Items from a dataset:

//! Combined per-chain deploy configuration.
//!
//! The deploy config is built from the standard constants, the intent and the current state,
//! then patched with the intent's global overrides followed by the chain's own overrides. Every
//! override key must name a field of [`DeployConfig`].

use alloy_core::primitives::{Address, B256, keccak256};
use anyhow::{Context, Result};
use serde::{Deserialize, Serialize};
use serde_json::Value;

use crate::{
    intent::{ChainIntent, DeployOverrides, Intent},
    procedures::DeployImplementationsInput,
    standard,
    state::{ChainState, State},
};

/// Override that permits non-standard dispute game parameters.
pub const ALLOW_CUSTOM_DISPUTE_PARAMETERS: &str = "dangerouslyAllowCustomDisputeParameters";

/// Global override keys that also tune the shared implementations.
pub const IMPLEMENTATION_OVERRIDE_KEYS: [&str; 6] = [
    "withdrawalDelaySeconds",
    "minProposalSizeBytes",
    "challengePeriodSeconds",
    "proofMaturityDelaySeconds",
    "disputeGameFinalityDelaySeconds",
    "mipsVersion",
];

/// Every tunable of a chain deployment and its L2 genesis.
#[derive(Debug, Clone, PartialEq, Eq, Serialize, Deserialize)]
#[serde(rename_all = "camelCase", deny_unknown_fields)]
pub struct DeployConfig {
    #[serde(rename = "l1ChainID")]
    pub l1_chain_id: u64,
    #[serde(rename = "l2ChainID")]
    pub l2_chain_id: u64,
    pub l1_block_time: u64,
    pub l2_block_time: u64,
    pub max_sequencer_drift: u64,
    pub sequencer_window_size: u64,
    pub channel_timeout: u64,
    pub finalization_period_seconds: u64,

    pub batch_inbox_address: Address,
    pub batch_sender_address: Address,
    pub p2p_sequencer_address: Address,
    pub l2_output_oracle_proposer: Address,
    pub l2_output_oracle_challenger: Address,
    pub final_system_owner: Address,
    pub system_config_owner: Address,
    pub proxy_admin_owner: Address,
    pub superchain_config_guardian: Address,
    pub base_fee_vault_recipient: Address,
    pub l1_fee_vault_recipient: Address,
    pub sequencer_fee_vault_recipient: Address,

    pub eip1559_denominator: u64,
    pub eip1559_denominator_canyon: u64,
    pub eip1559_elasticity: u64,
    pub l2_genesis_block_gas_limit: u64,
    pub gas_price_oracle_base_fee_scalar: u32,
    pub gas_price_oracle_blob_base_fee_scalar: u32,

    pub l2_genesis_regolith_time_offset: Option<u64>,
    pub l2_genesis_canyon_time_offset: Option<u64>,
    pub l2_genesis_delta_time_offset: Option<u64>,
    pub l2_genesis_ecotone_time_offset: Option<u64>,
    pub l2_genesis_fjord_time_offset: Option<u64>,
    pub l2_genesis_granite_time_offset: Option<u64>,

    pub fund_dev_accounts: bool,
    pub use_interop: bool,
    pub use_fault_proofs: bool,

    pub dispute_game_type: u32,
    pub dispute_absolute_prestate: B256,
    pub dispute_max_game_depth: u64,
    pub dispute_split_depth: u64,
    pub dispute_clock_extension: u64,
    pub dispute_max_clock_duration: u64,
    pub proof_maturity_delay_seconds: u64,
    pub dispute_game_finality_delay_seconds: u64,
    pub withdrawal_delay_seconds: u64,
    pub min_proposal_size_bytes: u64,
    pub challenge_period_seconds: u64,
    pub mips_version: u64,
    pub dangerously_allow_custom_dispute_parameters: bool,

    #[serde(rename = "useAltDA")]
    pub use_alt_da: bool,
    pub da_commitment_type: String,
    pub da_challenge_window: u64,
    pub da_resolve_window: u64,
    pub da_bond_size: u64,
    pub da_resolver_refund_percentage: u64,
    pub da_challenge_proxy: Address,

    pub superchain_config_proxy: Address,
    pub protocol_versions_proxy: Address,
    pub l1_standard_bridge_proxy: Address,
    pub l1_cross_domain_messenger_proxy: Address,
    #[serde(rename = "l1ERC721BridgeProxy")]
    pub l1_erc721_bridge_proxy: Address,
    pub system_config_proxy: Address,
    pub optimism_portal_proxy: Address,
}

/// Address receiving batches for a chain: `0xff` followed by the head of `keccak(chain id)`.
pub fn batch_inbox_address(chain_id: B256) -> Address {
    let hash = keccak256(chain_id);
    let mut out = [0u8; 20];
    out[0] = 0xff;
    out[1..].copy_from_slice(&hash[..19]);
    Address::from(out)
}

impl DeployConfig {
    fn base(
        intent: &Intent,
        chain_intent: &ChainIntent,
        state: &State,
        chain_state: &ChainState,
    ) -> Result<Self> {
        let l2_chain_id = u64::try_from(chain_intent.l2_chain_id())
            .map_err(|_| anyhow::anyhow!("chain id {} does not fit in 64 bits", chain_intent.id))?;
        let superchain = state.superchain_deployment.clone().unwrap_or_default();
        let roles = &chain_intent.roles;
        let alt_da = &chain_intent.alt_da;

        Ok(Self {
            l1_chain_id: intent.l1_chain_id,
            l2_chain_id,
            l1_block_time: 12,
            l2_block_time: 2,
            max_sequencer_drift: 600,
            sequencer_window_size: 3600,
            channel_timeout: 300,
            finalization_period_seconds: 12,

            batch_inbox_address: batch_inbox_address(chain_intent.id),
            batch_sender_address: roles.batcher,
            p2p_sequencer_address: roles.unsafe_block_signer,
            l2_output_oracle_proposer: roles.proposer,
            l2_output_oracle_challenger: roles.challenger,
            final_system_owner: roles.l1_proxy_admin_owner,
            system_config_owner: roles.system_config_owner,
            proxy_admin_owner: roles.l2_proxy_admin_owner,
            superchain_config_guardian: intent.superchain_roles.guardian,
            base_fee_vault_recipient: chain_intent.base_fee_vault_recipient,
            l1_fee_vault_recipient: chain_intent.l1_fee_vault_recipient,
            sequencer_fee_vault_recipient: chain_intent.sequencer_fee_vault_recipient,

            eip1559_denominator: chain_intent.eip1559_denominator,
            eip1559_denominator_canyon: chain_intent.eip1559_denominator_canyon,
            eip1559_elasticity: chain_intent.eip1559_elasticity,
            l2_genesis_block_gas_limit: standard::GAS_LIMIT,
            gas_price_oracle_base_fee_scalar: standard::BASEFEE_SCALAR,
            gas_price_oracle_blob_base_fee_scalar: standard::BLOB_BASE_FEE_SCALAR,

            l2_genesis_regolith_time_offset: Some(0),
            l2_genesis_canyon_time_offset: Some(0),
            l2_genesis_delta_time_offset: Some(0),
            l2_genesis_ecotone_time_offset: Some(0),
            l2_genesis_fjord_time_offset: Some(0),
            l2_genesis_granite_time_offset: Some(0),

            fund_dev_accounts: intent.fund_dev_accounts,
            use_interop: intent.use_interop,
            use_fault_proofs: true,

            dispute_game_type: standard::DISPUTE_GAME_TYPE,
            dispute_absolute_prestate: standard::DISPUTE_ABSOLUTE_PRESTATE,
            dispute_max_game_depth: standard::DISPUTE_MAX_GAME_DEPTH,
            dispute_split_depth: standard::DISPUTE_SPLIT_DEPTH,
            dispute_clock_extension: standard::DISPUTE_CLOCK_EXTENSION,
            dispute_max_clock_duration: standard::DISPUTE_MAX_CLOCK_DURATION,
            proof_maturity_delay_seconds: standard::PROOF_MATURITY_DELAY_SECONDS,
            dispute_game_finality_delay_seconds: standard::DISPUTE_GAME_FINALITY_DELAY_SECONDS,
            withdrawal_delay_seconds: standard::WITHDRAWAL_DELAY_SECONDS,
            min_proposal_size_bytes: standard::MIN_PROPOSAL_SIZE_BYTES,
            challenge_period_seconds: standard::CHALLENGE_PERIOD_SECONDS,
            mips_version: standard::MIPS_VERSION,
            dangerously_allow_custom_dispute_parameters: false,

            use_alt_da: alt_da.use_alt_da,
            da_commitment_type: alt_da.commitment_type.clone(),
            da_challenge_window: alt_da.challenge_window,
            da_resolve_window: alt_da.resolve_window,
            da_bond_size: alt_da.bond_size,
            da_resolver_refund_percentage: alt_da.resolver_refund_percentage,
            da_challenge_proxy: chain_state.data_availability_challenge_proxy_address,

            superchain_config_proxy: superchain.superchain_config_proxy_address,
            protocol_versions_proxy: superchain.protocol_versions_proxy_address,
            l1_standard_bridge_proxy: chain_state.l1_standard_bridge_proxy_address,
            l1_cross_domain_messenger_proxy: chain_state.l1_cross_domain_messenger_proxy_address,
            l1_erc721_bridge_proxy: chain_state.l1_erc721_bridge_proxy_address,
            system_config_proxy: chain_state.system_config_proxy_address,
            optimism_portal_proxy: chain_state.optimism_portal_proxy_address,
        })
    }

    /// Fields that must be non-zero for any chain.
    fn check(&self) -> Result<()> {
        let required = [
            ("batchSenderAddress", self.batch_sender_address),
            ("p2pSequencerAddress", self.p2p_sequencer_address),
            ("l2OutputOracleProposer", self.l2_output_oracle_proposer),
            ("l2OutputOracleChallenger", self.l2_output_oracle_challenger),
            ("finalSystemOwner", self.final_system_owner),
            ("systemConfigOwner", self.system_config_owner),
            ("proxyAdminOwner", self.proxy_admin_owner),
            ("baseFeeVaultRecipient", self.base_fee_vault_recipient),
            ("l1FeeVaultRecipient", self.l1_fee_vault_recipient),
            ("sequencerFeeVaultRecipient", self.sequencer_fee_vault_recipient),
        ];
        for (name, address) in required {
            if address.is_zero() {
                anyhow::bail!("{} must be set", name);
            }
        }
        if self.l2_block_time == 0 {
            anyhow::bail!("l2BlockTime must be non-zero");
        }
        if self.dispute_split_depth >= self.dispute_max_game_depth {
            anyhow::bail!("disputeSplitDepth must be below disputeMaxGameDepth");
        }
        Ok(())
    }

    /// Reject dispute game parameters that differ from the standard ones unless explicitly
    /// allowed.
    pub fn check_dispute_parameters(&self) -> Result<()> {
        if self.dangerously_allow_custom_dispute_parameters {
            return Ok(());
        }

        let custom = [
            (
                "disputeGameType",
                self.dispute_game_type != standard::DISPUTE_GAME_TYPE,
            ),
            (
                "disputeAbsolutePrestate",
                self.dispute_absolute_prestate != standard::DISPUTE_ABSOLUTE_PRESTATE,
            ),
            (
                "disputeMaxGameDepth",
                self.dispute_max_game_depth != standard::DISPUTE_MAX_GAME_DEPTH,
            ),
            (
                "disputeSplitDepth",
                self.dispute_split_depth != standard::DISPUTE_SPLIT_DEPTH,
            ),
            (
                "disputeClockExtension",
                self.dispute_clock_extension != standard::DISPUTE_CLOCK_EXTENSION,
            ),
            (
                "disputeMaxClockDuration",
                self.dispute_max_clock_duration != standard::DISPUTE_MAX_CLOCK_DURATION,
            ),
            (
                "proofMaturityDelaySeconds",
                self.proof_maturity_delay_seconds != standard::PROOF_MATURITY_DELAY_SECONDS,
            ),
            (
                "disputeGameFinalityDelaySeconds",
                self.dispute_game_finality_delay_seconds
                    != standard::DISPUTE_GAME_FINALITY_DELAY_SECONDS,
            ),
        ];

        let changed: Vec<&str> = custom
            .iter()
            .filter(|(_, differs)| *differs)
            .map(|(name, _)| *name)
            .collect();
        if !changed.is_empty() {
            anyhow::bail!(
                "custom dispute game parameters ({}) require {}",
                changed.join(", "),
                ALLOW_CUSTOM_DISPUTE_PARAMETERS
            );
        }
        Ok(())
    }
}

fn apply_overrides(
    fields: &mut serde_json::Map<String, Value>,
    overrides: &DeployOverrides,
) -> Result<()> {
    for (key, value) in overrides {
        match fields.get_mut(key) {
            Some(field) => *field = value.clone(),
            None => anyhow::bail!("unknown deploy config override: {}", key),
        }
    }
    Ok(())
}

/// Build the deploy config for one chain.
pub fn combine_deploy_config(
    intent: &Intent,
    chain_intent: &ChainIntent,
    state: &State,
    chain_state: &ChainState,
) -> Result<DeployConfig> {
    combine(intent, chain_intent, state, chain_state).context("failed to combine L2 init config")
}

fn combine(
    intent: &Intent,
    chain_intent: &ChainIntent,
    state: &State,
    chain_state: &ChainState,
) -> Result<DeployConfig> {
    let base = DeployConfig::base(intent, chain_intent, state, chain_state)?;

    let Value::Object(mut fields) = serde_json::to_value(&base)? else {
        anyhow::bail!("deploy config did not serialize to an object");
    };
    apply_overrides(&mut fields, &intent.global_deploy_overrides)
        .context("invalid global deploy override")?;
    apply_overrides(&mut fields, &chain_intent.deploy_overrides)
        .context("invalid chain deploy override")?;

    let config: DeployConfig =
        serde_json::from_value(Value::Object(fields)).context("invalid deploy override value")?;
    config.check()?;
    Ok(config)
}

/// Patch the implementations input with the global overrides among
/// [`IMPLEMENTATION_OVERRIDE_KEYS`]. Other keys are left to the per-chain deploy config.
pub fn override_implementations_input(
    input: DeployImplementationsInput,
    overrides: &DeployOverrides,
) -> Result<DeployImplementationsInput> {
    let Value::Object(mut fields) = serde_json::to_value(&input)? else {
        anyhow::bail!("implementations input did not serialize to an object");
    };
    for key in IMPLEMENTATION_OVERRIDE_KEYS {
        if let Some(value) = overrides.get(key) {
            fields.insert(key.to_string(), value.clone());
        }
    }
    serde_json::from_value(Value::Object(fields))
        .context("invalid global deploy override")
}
==
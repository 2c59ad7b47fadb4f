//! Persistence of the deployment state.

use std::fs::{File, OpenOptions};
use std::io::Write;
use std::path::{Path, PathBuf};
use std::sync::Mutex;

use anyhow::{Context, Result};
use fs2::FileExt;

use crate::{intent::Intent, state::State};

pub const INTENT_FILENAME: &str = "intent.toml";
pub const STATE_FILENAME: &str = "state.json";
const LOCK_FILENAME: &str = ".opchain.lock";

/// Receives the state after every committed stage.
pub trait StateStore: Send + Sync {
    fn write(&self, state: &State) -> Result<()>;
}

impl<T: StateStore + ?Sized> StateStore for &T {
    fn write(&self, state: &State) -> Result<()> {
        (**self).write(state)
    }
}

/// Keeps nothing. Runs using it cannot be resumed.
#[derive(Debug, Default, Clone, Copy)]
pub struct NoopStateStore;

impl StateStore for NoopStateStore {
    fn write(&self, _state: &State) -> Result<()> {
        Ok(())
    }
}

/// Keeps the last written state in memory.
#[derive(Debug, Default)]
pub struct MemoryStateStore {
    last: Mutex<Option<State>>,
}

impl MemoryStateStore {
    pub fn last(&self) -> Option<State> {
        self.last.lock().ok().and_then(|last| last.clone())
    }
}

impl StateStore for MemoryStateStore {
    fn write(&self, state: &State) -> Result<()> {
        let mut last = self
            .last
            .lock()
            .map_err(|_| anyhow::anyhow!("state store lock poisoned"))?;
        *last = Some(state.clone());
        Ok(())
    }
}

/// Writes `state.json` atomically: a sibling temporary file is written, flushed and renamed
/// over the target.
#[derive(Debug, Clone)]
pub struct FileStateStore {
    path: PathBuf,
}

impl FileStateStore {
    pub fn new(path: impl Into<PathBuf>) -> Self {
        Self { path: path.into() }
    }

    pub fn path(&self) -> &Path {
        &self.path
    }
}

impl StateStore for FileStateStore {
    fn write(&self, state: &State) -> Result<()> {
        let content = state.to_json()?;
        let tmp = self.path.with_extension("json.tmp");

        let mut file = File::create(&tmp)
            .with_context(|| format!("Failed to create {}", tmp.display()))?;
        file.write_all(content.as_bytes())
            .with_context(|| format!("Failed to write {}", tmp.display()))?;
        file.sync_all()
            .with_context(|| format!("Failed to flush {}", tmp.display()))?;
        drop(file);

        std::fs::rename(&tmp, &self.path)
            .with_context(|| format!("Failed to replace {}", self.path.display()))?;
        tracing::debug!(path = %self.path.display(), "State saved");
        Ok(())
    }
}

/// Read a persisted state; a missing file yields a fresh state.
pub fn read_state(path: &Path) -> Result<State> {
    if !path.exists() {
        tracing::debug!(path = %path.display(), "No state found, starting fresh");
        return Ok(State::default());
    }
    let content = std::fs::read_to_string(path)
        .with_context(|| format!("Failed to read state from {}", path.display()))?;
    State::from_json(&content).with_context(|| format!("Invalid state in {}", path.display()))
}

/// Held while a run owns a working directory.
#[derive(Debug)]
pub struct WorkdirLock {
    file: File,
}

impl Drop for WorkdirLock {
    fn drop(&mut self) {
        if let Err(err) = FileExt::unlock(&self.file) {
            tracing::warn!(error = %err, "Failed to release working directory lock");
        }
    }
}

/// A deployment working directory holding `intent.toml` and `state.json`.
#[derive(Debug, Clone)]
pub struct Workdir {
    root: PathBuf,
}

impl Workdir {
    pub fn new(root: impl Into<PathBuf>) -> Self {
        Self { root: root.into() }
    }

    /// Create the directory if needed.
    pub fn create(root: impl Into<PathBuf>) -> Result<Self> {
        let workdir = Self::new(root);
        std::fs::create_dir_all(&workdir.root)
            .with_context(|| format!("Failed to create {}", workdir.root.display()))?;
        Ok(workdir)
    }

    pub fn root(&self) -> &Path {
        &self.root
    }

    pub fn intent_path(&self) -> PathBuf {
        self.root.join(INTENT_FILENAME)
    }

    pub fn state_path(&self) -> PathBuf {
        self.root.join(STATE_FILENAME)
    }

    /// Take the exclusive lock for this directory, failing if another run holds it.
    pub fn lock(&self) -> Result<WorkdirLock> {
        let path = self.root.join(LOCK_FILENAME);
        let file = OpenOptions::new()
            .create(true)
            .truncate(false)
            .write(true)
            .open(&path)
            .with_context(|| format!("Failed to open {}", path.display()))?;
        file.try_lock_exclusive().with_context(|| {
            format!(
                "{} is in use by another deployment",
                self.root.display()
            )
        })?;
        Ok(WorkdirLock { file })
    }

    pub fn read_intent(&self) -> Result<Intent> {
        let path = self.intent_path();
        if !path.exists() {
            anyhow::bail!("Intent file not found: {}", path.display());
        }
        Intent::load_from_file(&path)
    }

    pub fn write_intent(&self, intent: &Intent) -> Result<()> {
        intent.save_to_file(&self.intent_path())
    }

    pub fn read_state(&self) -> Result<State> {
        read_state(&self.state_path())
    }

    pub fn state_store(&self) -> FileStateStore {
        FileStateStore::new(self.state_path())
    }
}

## REQUIREMENT
The lines to copy are those above that contain "Mutex".

## SOLUTION TO THIS PROBLEM
use std::sync::Mutex;
    last: Mutex<Option<State>>,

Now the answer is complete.